WORK REQUIRED -
Every line of the data that contains the string "unwrap" must be copied.

DATA SHOWN -
//! Serde adapters for `0x`-prefixed hex fields and JSON-RPC quantities.

use serde::de::Error as _;
use serde::{Deserialize, Deserializer, Serializer};

/// Quantities arrive either as JSON numbers or as hex strings.
#[derive(Deserialize)]
#[serde(untagged)]
enum RawQuantity {
    Number(u64),
    Hex(String),
}

fn quantity_from_raw<E: serde::de::Error>(raw: RawQuantity) -> Result<u64, E> {
    match raw {
        RawQuantity::Number(n) => Ok(n),
        RawQuantity::Hex(s) if s.starts_with("0x") => {
            crate::bytes::parse_quantity(&s).map_err(E::custom)
        }
        RawQuantity::Hex(s) => s.parse().map_err(E::custom),
    }
}

pub mod quantity {
    use super::*;

    pub fn serialize<S: Serializer>(value: &u64, serializer: S) -> Result<S::Ok, S::Error> {
        serializer.serialize_str(&crate::bytes::to_quantity(*value))
    }

    pub fn deserialize<'de, D: Deserializer<'de>>(deserializer: D) -> Result<u64, D::Error> {
        quantity_from_raw(RawQuantity::deserialize(deserializer)?)
    }
}

pub mod opt_quantity {
    use super::*;

    pub fn serialize<S: Serializer>(value: &Option<u64>, serializer: S) -> Result<S::Ok, S::Error> {
        match value {
            Some(v) => serializer.serialize_str(&crate::bytes::to_quantity(*v)),
            None => serializer.serialize_none(),
        }
    }

    pub fn deserialize<'de, D: Deserializer<'de>>(deserializer: D) -> Result<Option<u64>, D::Error> {
        Option::<RawQuantity>::deserialize(deserializer)?
            .map(quantity_from_raw)
            .transpose()
    }
}

pub mod fixed {
    use super::*;

    pub fn serialize<S: Serializer, const N: usize>(
        value: &[u8; N],
        serializer: S,
    ) -> Result<S::Ok, S::Error> {
        serializer.serialize_str(&crate::bytes::to_hex(value))
    }

    pub fn deserialize<'de, D: Deserializer<'de>, const N: usize>(
        deserializer: D,
    ) -> Result<[u8; N], D::Error> {
        let s = String::deserialize(deserializer)?;
        crate::bytes::parse_fixed::<N>(&s).map_err(D::Error::custom)
    }
}

pub mod opt_fixed {
    use super::*;

    pub fn serialize<S: Serializer, const N: usize>(
        value: &Option<[u8; N]>,
        serializer: S,
    ) -> Result<S::Ok, S::Error> {
        match value {
            Some(v) => serializer.serialize_str(&crate::bytes::to_hex(v)),
            None => serializer.serialize_none(),
        }
    }

    pub fn deserialize<'de, D: Deserializer<'de>, const N: usize>(
        deserializer: D,
    ) -> Result<Option<[u8; N]>, D::Error> {
        Option::<String>::deserialize(deserializer)?
            .map(|s| crate::bytes::parse_fixed::<N>(&s).map_err(D::Error::custom))
            .transpose()
    }
}

pub mod addresses {
    use super::*;
    use serde::ser::SerializeSeq;

    pub fn serialize<S: Serializer>(value: &[[u8; 20]], serializer: S) -> Result<S::Ok, S::Error> {
        let mut seq = serializer.serialize_seq(Some(value.len()))?;
        for address in value {
            seq.serialize_element(&crate::bytes::to_hex(address))?;
        }
        seq.end()
    }

    pub fn deserialize<'de, D: Deserializer<'de>>(deserializer: D) -> Result<Vec<[u8; 20]>, D::Error> {
        Vec::<String>::deserialize(deserializer)?
            .iter()
            .map(|s| crate::bytes::hex_to_address(s).map_err(D::Error::custom))
            .collect()
    }
}

pub mod bytes {
    use super::*;

    pub fn serialize<S: Serializer>(value: &[u8], serializer: S) -> Result<S::Ok, S::Error> {
        serializer.serialize_str(&crate::bytes::to_hex(value))
    }

    pub fn deserialize<'de, D: Deserializer<'de>>(deserializer: D) -> Result<Vec<u8>, D::Error> {
        let s = String::deserialize(deserializer)?;
        crate::bytes::parse_hex(&s).map_err(D::Error::custom)
    }
}

pub mod bytes_list {
    use super::*;
    use serde::ser::SerializeSeq;

    pub fn serialize<S: Serializer>(value: &[Vec<u8>], serializer: S) -> Result<S::Ok, S::Error> {
        let mut seq = serializer.serialize_seq(Some(value.len()))?;
        for item in value {
            seq.serialize_element(&crate::bytes::to_hex(item))?;
        }
        seq.end()
    }

    pub fn deserialize<'de, D: Deserializer<'de>>(deserializer: D) -> Result<Vec<Vec<u8>>, D::Error> {
        Vec::<String>::deserialize(deserializer)?
            .iter()
            .map(|s| crate::bytes::parse_hex(s).map_err(D::Error::custom))
            .collect()
    }
}

pub mod opt_bytes {
    use super::*;

    pub fn serialize<S: Serializer>(value: &Option<Vec<u8>>, serializer: S) -> Result<S::Ok, S::Error> {
        match value {
            Some(v) => serializer.serialize_str(&crate::bytes::to_hex(v)),
            None => serializer.serialize_none(),
        }
    }

    pub fn deserialize<'de, D: Deserializer<'de>>(deserializer: D) -> Result<Option<Vec<u8>>, D::Error> {
        Option::<String>::deserialize(deserializer)?
            .map(|s| crate::bytes::parse_hex(&s).map_err(D::Error::custom))
            .transpose()
    }
}

#[cfg(test)]
mod tests {
    use serde::{Deserialize, Serialize};

    #[derive(Debug, PartialEq, Serialize, Deserialize)]
    struct Sample {
        #[serde(with = "super::quantity")]
        number: u64,
        #[serde(with = "super::fixed")]
        hash: [u8; 4],
        #[serde(with = "super::addresses", default)]
        signers: Vec<[u8; 20]>,
        #[serde(with = "super::opt_quantity", default)]
        index: Option<u64>,
    }

    #[test]
    fn test_quantity_accepts_numbers_and_hex() {
        let a: Sample = serde_json::from_str(r#"{"number":"0x1f","hash":"0x01020304"}"#).unwrap();
        let b: Sample = serde_json::from_str(r#"{"number":31,"hash":"01020304","index":2}"#).unwrap();
        assert_eq!(a.number, 31);
        assert_eq!(b.number, 31);
        assert_eq!(a.index, None);
        assert_eq!(b.index, Some(2));
        assert_eq!(a.hash, [1, 2, 3, 4]);
    }

    #[test]
    fn test_serializes_as_hex() {
        let s = Sample {
            number: 255,
            hash: [0xde, 0xad, 0xbe, 0xef],
            signers: vec![[0x11; 20]],
            index: None,
        };
        let json = serde_json::to_value(&s).unwrap();
        assert_eq!(json["number"], "0xff");
        assert_eq!(json["hash"], "0xdeadbeef");
        assert_eq!(json["signers"][0], format!("0x{}", "11".repeat(20)));
    }

    #[test]
    fn test_wrong_width_rejected() {
        assert!(serde_json::from_str::<Sample>(r#"{"number":1,"hash":"0x0102"}"#).is_err());
    }
}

RESPONSE TO THE TASK -
        let a: Sample = serde_json::from_str(r#"{"number":"0x1f","hash":"0x01020304"}"#).unwrap();
        let b: Sample = serde_json::from_str(r#"{"number":31,"hash":"01020304","index":2}"#).unwrap();
        let json = serde_json::to_value(&s).unwrap();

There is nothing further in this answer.